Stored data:
use async_graphql::ServerError;
use async_graphql::http::GraphiQLSource;
use async_graphql::parser::parse_query;
use async_graphql::parser::types::{DocumentOperations, OperationType};
use async_graphql_axum::{GraphQLRequest, GraphQLResponse};
use axum::Router;
use axum::extract::{FromRequest, Request, State};
use axum::http::{StatusCode, header};
use axum::response::{Html, IntoResponse, Redirect, Response};
use axum::routing::get;

mod dataloader;
mod loaders;
mod schema;

use crate::store::Library;
use dataloader::DataLoader;
use loaders::{LoadAuthor, LoadBooksByAuthor};
pub use schema::{LibrarySchema, build_schema};

pub const GRAPHQL_PATH: &str = "/graphql";

#[derive(Clone)]
pub struct AppState {
    schema: LibrarySchema,
    library: Library,
}

impl AppState {
    pub fn new(library: Library) -> Self {
        Self {
            schema: build_schema(library.clone()),
            library,
        }
    }

    /// Runs one GraphQL request with its own set of relationship loaders.
    pub async fn execute(&self, request: async_graphql::Request) -> async_graphql::Response {
        let load_books = DataLoader::new(LoadBooksByAuthor(self.library.clone()));
        let load_author = DataLoader::new(LoadAuthor(self.library.clone()));
        let request = request
            .data(load_books.clone())
            .data(load_author.clone());

        let execute = self.schema.execute(request);
        load_author.wrap(load_books.wrap(execute)).await
    }
}

pub fn schema_sdl() -> String {
    build_schema(Library::new(Vec::new(), Vec::new())).sdl()
}

fn graphiql() -> Html<String> {
    Html(GraphiQLSource::build().endpoint(GRAPHQL_PATH).finish())
}

/// The kind of operation `request` would run, if it can be told before execution.
///
/// Documents that fail to parse or name an unknown operation yield `None` and
/// are left to the executor to report.
fn operation_type(request: &async_graphql::Request) -> Option<OperationType> {
    let document = parse_query(&request.query).ok()?;
    match &document.operations {
        DocumentOperations::Single(op) => Some(op.node.ty),
        DocumentOperations::Multiple(ops) => {
            let name = request.operation_name.as_deref()?;
            ops.iter()
                .find(|(op_name, _)| op_name.as_str() == name)
                .map(|(_, op)| op.node.ty)
        }
    }
}

async fn graphql_get(State(state): State<AppState>, request: Request) -> Response {
    // A bare GET is a browser asking for the explorer.
    if request.uri().query().is_none_or(str::is_empty) {
        return graphiql().into_response();
    }

    let extracted = <GraphQLRequest as FromRequest<AppState>>::from_request(request, &state).await;
    let request = match extracted {
        Ok(req) => req.into_inner(),
        Err(rejection) => return rejection.into_response(),
    };

    // Writes over GET could be triggered by a plain link.
    let kind = match operation_type(&request) {
        Some(OperationType::Mutation) => Some("mutation"),
        Some(OperationType::Subscription) => Some("subscription"),
        Some(OperationType::Query) | None => None,
    };
    if let Some(kind) = kind {
        let error = ServerError::new(
            format!("Can only perform a {kind} operation from a POST request."),
            None,
        );
        let response = GraphQLResponse::from(async_graphql::Response::from_errors(vec![error]));
        return (
            StatusCode::METHOD_NOT_ALLOWED,
            [(header::ALLOW, "POST")],
            response,
        )
            .into_response();
    }

    GraphQLResponse::from(state.execute(request).await).into_response()
}

#[axum::debug_handler]
async fn graphql_post(State(state): State<AppState>, req: GraphQLRequest) -> GraphQLResponse {
    state.execute(req.into_inner()).await.into()
}

pub fn make_app(library: Library) -> Router {
    Router::new()
        .route("/", get(|| async { Redirect::to(GRAPHQL_PATH) }))
        .route(GRAPHQL_PATH, get(graphql_get).post(graphql_post))
        .with_state(AppState::new(library))
}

* Assigned task
Write all of the records out exactly, including every line.

* Answer below
use async_graphql::ServerError;
use async_graphql::http::GraphiQLSource;
use async_graphql::parser::parse_query;
use async_graphql::parser::types::{DocumentOperations, OperationType};
use async_graphql_axum::{GraphQLRequest, GraphQLResponse};
use axum::Router;
use axum::extract::{FromRequest, Request, State};
use axum::http::{StatusCode, header};
use axum::response::{Html, IntoResponse, Redirect, Response};
use axum::routing::get;

mod dataloader;
mod loaders;
mod schema;

use crate::store::Library;
use dataloader::DataLoader;
use loaders::{LoadAuthor, LoadBooksByAuthor};
pub use schema::{LibrarySchema, build_schema};

pub const GRAPHQL_PATH: &str = "/graphql";

#[derive(Clone)]
pub struct AppState {
    schema: LibrarySchema,
    library: Library,
}

impl AppState {
    pub fn new(library: Library) -> Self {
        Self {
            schema: build_schema(library.clone()),
            library,
        }
    }

    /// Runs one GraphQL request with its own set of relationship loaders.
    pub async fn execute(&self, request: async_graphql::Request) -> async_graphql::Response {
        let load_books = DataLoader::new(LoadBooksByAuthor(self.library.clone()));
        let load_author = DataLoader::new(LoadAuthor(self.library.clone()));
        let request = request
            .data(load_books.clone())
            .data(load_author.clone());

        let execute = self.schema.execute(request);
        load_author.wrap(load_books.wrap(execute)).await
    }
}

pub fn schema_sdl() -> String {
    build_schema(Library::new(Vec::new(), Vec::new())).sdl()
}

fn graphiql() -> Html<String> {
    Html(GraphiQLSource::build().endpoint(GRAPHQL_PATH).finish())
}

/// The kind of operation `request` would run, if it can be told before execution.
///
/// Documents that fail to parse or name an unknown operation yield `None` and
/// are left to the executor to report.
fn operation_type(request: &async_graphql::Request) -> Option<OperationType> {
    let document = parse_query(&request.query).ok()?;
    match &document.operations {
        DocumentOperations::Single(op) => Some(op.node.ty),
        DocumentOperations::Multiple(ops) => {
            let name = request.operation_name.as_deref()?;
            ops.iter()
                .find(|(op_name, _)| op_name.as_str() == name)
                .map(|(_, op)| op.node.ty)
        }
    }
}

async fn graphql_get(State(state): State<AppState>, request: Request) -> Response {
    // A bare GET is a browser asking for the explorer.
    if request.uri().query().is_none_or(str::is_empty) {
        return graphiql().into_response();
    }

    let extracted = <GraphQLRequest as FromRequest<AppState>>::from_request(request, &state).await;
    let request = match extracted {
        Ok(req) => req.into_inner(),
        Err(rejection) => return rejection.into_response(),
    };

    // Writes over GET could be triggered by a plain link.
    let kind = match operation_type(&request) {
        Some(OperationType::Mutation) => Some("mutation"),
        Some(OperationType::Subscription) => Some("subscription"),
        Some(OperationType::Query) | None => None,
    };
    if let Some(kind) = kind {
        let error = ServerError::new(
            format!("Can only perform a {kind} operation from a POST request."),
            None,
        );
        let response = GraphQLResponse::from(async_graphql::Response::from_errors(vec![error]));
        return (
            StatusCode::METHOD_NOT_ALLOWED,
            [(header::ALLOW, "POST")],
            response,
        )
            .into_response();
    }

    GraphQLResponse::from(state.execute(request).await).into_response()
}

#[axum::debug_handler]
async fn graphql_post(State(state): State<AppState>, req: GraphQLRequest) -> GraphQLResponse {
    state.execute(req.into_inner()).await.into()
}

pub fn make_app(library: Library) -> Router {
    Router::new()
        .route("/", get(|| async { Redirect::to(GRAPHQL_PATH) }))
        .route(GRAPHQL_PATH, get(graphql_get).post(graphql_post))
        .with_state(AppState::new(library))
}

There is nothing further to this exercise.